Selective Liquid–Liquid Extraction of Thorium(IV) from Rare-Earth Element Mixtures

Wyatt B Larrinaga , Bailey J Lake , Victoria D Pacanowski , Michael G Patterson , Michael Hudson , Faith M Carlson , Gabriel Heselschwerdt , Steven Balboa , Shannon M Biros , Eric J Werner †,*
PMCID: PMC11289752  PMID: 39018429

Abstract

graphic file with name ic4c01240_0004.jpg

One of the major challenges in processing rare-earth element (REE) materials arises from the large amounts of radioactive thorium (Th) that are often found within REE minerals, encouraging enhanced metal separation procedures. We report here a study aimed at developing improved systems for REE processing with the goal of efficient extraction of Th(IV) from acidic solution. A tripodal ligand, TRPN-CMPO-Ph, was prepared that utilizes carbamoylmethylphosphine oxide (CMPO) chelators tethered to a tris(3-aminopropyl)amine (TRPN) capping scaffold. The ligand and its metal complexes were characterized by using elemental analysis, NMR, Fourier transform infrared spectroscopy, mass spectrometry, and luminescence spectroscopy. Using a liquid–liquid metal extraction protocol, TRPN-CMPO-Ph selectively extracts Th(IV) at an efficiency of 79% from a mixture of Th(IV), UO22+, and all rare-earth metal cations (except promethium) dissolved in nitric acid into an organic solvent. Th(IV) extraction selectivity is maintained upon extraction from a mixture that approximates a typical monazite leach solution containing several relevant lanthanide ions, including two ions at higher concentration relative to Th(IV). Comparative studies with a tris(2-aminoethyl)amine (TREN)-capped derivative are presented and support the need for a larger TRPN capping scaffold in achieving Th(IV) extraction selectivity.

Short abstract

A tripodal ligand based on the carbamoylmethylphosphine oxide (CMPO) chelator has been prepared and studied with regard to f-element coordination chemistry and metal extraction behavior. Utilizing a liquid−liquid extraction protocol, the ligand exhibits significant Th(IV) extraction selectivity when exposed to a mixture of Th(IV) and all rare-earth element cations, demonstrating its promise in the development of future metal separation applications.

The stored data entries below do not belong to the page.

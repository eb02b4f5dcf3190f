//! Ready-made bar blueprints: the composition a status bar actually runs.
//!
//! Everything here is built against the abstract
//! [`Source`](filament_core::Source) contract;
//! the real compositor, mixer, tray, and player clients live behind
//! the [`Sources`] registry and publish into the shared store and bus.
//! Tests inject fakes through the same registry.
//!
//! Source names this module looks up: [`COMPOSITOR`], [`SPEAKER`],
//! [`TRAY`], [`MPRIS`], [`NOTIFICATIONS`]. A missing source degrades
//! the owning widget to an inert placeholder, with a warning; it never
//! fails the rest of the bar.

use std::time::Duration;

use tracing::warn;

use filament_core::{SourceId, Sources, Value};
use filament_reactive::{poll, EventBus, Poller, PropertyStore};
use filament_widgets::{Blueprint, Composer, WidgetKind, WidgetNode};

/// Workspace list and active window, e.g. a Wayland compositor client.
pub const COMPOSITOR: &str = "compositor";
/// Default audio output of the mixer.
pub const SPEAKER: &str = "speaker";
/// Status-notifier tray host.
pub const TRAY: &str = "tray";
/// Media player registry.
pub const MPRIS: &str = "mpris";
/// Notification daemon.
pub const NOTIFICATIONS: &str = "notifications";

/// Everything the bar's widgets share: one store, one bus, one
/// poller, and the named sources. Cloning yields handles to the same
/// underlying registries.
#[derive(Clone, Debug)]
pub struct BarContext {
    pub store: PropertyStore,
    pub bus: EventBus,
    pub poller: Poller,
    pub sources: Sources,
}

impl BarContext {
    #[must_use]
    pub fn new(sources: Sources) -> Self {
        let store = PropertyStore::new();
        let bus = EventBus::new();
        let poller = Poller::new(store.clone());
        Self {
            store,
            bus,
            poller,
            sources,
        }
    }

    #[must_use]
    pub fn composer(&self) -> Composer {
        Composer::new(self.store.clone(), self.bus.clone())
    }

    fn source_id(&self, name: &str) -> Option<SourceId> {
        let id = self.sources.get(name).map(|s| s.id());
        if id.is_none() {
            warn!(source = name, "source not registered; widget degrades to a placeholder");
        }
        id
    }

    /// Fire-and-forget command to a named source; dropped with a
    /// warning if the source is not registered.
    pub fn command(&self, source: &str, command: &str, arg: &Value) {
        match self.sources.get(source) {
            Some(src) => src.command(command, arg),
            None => warn!(source, command, "command on unregistered source dropped"),
        }
    }
}

/// Workspace switcher: one button per workspace, rebuilt wholesale
/// whenever the compositor's `workspaces` list changes. Scrolling the
/// box cycles workspaces; clicking a button jumps to it.
#[must_use]
pub fn workspaces(cx: &BarContext) -> Blueprint {
    let Some(compositor) = cx.source_id(COMPOSITOR) else {
        return Blueprint::new(WidgetKind::EventBox);
    };
    let on_click = cx.clone();
    let on_up = cx.clone();
    let on_down = cx.clone();
    Blueprint::new(WidgetKind::EventBox)
        .on("scroll_up", move |_| {
            on_up.command(COMPOSITOR, "focus_workspace_relative", &Value::Int(1));
        })
        .on("scroll_down", move |_| {
            on_down.command(COMPOSITOR, "focus_workspace_relative", &Value::Int(-1));
        })
        .children_bound(compositor, "workspaces", move |list| {
            list.as_list()
                .unwrap_or_default()
                .iter()
                .map(|ws| {
                    let id = ws.get("id").and_then(Value::as_int).unwrap_or(0);
                    let active = ws.get("active").and_then(Value::as_bool).unwrap_or(false);
                    let cx = on_click.clone();
                    Blueprint::new(WidgetKind::Button)
                        .attr("label", id.to_string())
                        .attr("active", active)
                        .on("click", move |_| {
                            cx.command(COMPOSITOR, "switch_to_workspace", &Value::Int(id));
                        })
                })
                .collect()
        })
}

/// Title of the focused window; empty when nothing is focused.
#[must_use]
pub fn client_title(cx: &BarContext) -> Blueprint {
    let Some(compositor) = cx.source_id(COMPOSITOR) else {
        return Blueprint::new(WidgetKind::Label);
    };
    Blueprint::new(WidgetKind::Label)
        .attr("max_width_chars", 40i64)
        .bind_map("label", compositor, "active_window", |window| {
            Value::Text(
                window
                    .get("title")
                    .and_then(Value::as_text)
                    .unwrap_or_default()
                    .to_owned(),
            )
        })
}

/// Summary of the most recent notification, or nothing.
#[must_use]
pub fn current_notification(cx: &BarContext) -> Blueprint {
    let Some(daemon) = cx.source_id(NOTIFICATIONS) else {
        return Blueprint::new(WidgetKind::Label);
    };
    Blueprint::new(WidgetKind::Label).bind_map("label", daemon, "notifications", |list| {
        list.as_list()
            .and_then(|items| items.first())
            .and_then(|n| n.get("summary"))
            .cloned()
            .unwrap_or(Value::Null)
    })
}

/// Clock label refreshed every `interval` by polling `render`.
///
/// `render` produces the displayed value (wall-clock formatting is the
/// caller's concern). Detaching the label cancels the poll.
#[must_use]
pub fn clock(
    cx: &BarContext,
    interval: Duration,
    render: impl Fn() -> Value + 'static,
) -> Blueprint {
    let poller = cx.poller.clone();
    let store = cx.store.clone();
    Blueprint::new(WidgetKind::Label).setup(move |node| {
        let handle = poller.schedule(interval, render);
        if let Err(err) = node.bind_attr(&store, "label", handle.source_id(), poll::OUTPUT) {
            warn!(%err, "clock label binding skipped");
        }
        node.own_poll(handle);
    })
}

/// Speaker icon tracking volume level and mute state.
#[must_use]
pub fn speaker_volume(cx: &BarContext) -> Blueprint {
    let Some(speaker) = cx.source_id(SPEAKER) else {
        return Blueprint::new(WidgetKind::Icon);
    };
    Blueprint::new(WidgetKind::Icon)
        .bind("muted", speaker, "muted")
        .bind_map("icon", speaker, "volume", |v| {
            let volume = v.as_float().unwrap_or(0.0);
            Value::Text(
                match volume {
                    v if v <= 0.0 => "audio-volume-muted",
                    v if v < 34.0 => "audio-volume-low",
                    v if v < 67.0 => "audio-volume-medium",
                    _ => "audio-volume-high",
                }
                .to_owned(),
            )
        })
}

/// Volume slider: value tracks the mixer, dragging writes back via
/// the `set_volume` command. The round trip settles because the echo
/// of an unchanged volume is suppressed by the store.
#[must_use]
pub fn speaker_slider(cx: &BarContext) -> Blueprint {
    let Some(speaker) = cx.source_id(SPEAKER) else {
        return Blueprint::new(WidgetKind::Scale);
    };
    let on_change = cx.clone();
    Blueprint::new(WidgetKind::Scale)
        .attr("min", 0i64)
        .attr("max", 100i64)
        .bind("value", speaker, "volume")
        .on("change", move |value| {
            on_change.command(SPEAKER, "set_volume", value);
        })
}

/// Media rows: one icon-plus-title row per live player. A
/// `player_added` event (payload: the player's source id) appends a
/// row whose label is bound to that player's `title`; the row removes
/// itself on the player's `closed` event.
#[must_use]
pub fn media(cx: &BarContext) -> Blueprint {
    let Some(mpris) = cx.source_id(MPRIS) else {
        return Blueprint::new(WidgetKind::Box);
    };
    let bus = cx.bus.clone();
    let composer = cx.composer();
    Blueprint::new(WidgetKind::Box).setup(move |node| {
        let parent = node.downgrade();
        let on_added = {
            let bus = bus.clone();
            move |payload: &Value| {
                let Some(player) = payload.as_source() else {
                    warn!(?payload, "player_added payload is not a source id");
                    return;
                };
                let Some(parent_node) = parent.upgrade() else {
                    return;
                };
                if parent_node.is_dead() {
                    return;
                }
                let row = composer.build(
                    Blueprint::new(WidgetKind::Box)
                        .attr("spacing", 10i64)
                        .child(
                            Blueprint::new(WidgetKind::Icon)
                                .attr("icon", "audio-x-generic-symbolic"),
                        )
                        .child(
                            Blueprint::new(WidgetKind::Label)
                                .attr("max_width_chars", 20i64)
                                .bind("label", player, "title"),
                        ),
                );
                attach_until_event(&bus, &parent_node, row, player, "closed");
            }
        };
        node.own_subscription(bus.subscribe(mpris, "player_added", on_added));
    })
}

/// Tray icons: one icon per status-notifier item, tooltip tracking
/// the item's `tooltip`. An `added` event (payload: the item's source
/// id) appends an icon bound to the item's `icon`; the icon removes
/// itself on the item's `removed` event. Clicking an icon publishes
/// `activate` on the item's channel for the tray backend to pick up.
#[must_use]
pub fn tray(cx: &BarContext) -> Blueprint {
    let Some(host) = cx.source_id(TRAY) else {
        return Blueprint::new(WidgetKind::Box);
    };
    let bus = cx.bus.clone();
    let composer = cx.composer();
    Blueprint::new(WidgetKind::Box).setup(move |node| {
        let parent = node.downgrade();
        let on_added = {
            let bus = bus.clone();
            move |payload: &Value| {
                let Some(item) = payload.as_source() else {
                    warn!(?payload, "tray added payload is not a source id");
                    return;
                };
                let Some(parent_node) = parent.upgrade() else {
                    return;
                };
                if parent_node.is_dead() {
                    return;
                }
                let click_bus = bus.clone();
                let child = composer.build(
                    Blueprint::new(WidgetKind::EventBox)
                        .bind("tooltip", item, "tooltip")
                        .on("click", move |p| click_bus.publish(item, "activate", p))
                        .child(Blueprint::new(WidgetKind::Icon).bind("icon", item, "icon")),
                );
                attach_until_event(&bus, &parent_node, child, item, "removed");
            }
        };
        node.own_subscription(bus.subscribe(host, "added", on_added));
    })
}

/// Append `child` to `parent` and make it remove itself when `owner`
/// publishes `event`. The subscription lives in the child's owned
/// set, so tearing the parent down releases it too.
fn attach_until_event(
    bus: &EventBus,
    parent: &WidgetNode,
    child: WidgetNode,
    owner: SourceId,
    event: &str,
) {
    let parent_ref = parent.downgrade();
    let child_ref = child.downgrade();
    child.own_subscription(bus.subscribe(owner, event, move |_| {
        if let (Some(p), Some(c)) = (parent_ref.upgrade(), child_ref.upgrade()) {
            p.remove_child(&c);
        }
    }));
    parent.append(child);
}

/// The whole bar: left (workspaces, window title), center
/// (notification, separator, media), right (tray, volume, clock).
#[must_use]
pub fn bar(cx: &BarContext, render_clock: impl Fn() -> Value + 'static) -> WidgetNode {
    let composer = cx.composer();
    composer.build(
        Blueprint::new(WidgetKind::BarWindow).child(
            Blueprint::new(WidgetKind::CenterBox)
                .child(
                    Blueprint::new(WidgetKind::Box)
                        .attr("spacing", 10i64)
                        .child(workspaces(cx))
                        .child(client_title(cx)),
                )
                .child(
                    Blueprint::new(WidgetKind::Box)
                        .attr("spacing", 10i64)
                        .child(current_notification(cx))
                        .child(Blueprint::new(WidgetKind::Separator).attr("vertical", true))
                        .child(media(cx)),
                )
                .child(
                    Blueprint::new(WidgetKind::Box)
                        .attr("spacing", 10i64)
                        .child(tray(cx))
                        .child(speaker_volume(cx))
                        .child(speaker_slider(cx))
                        .child(clock(cx, Duration::from_secs(1), render_clock)),
                ),
        ),
    )
}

Given their criticality to a variety of applications ranging from alternative energy to national security technologies, the rare-earth elements (REEs) and related metals are receiving more attention as supply chain concerns grow.13 Among the most pressing issues in REE acquisition is the metal separation problem stemming from the complex lanthanide/actinide (Ln/An) mixtures found within their minerals. For example, the monazite mineral, one of the most common raw sources of REEs, contains significant amounts of thorium(IV) [Th(IV)], a radioactive actinide metal ion, in most commercial ores,4 with some deposits possessing 30% Th(IV) content.5 Current procedures for extracting Th(IV) during initial REE mineral processing are inefficient, with poor metal extraction selectivity while generating large amounts of waste.6,7 There also exists a growing impetus to extract Th(IV) for its own applications including industrial catalysts8,9 and nuclear energy production.10 Improved methods for Th(IV) recovery would afford additional sources as interest grows in moving from uranium to Th-based reactors for clean energy applications.11,12

In this study, we developed a straightforward, selective Th(IV) extraction system that responds to the growing need for improved f-element separations. While promising Th(IV) extraction results have been documented using a variety of creative methods,1318 these approaches remain limited by complex ligand synthetic procedures or extraction conditions requiring mixtures of additional chelators/ionic liquids, large extractant or nitric acid concentrations, or intricate protocols which may hinder practical application. Important to our approach is the utilization of the liquid–liquid extraction technique that is well-established for practical metal separation systems.19,20 When this process is applied in industry, the aqueous metal solution generated from the dissolution of raw materials is mixed with an organic solvent containing chelator molecules designed to bind the metal ions of interest and extract them into the organic solvent. Our approach described herein addresses the need for enhanced Th extraction from REE minerals without necessitating a major shift away from the well-established, scalable liquid–liquid method as we instead focus on the fundamental coordination chemistry contained within the process.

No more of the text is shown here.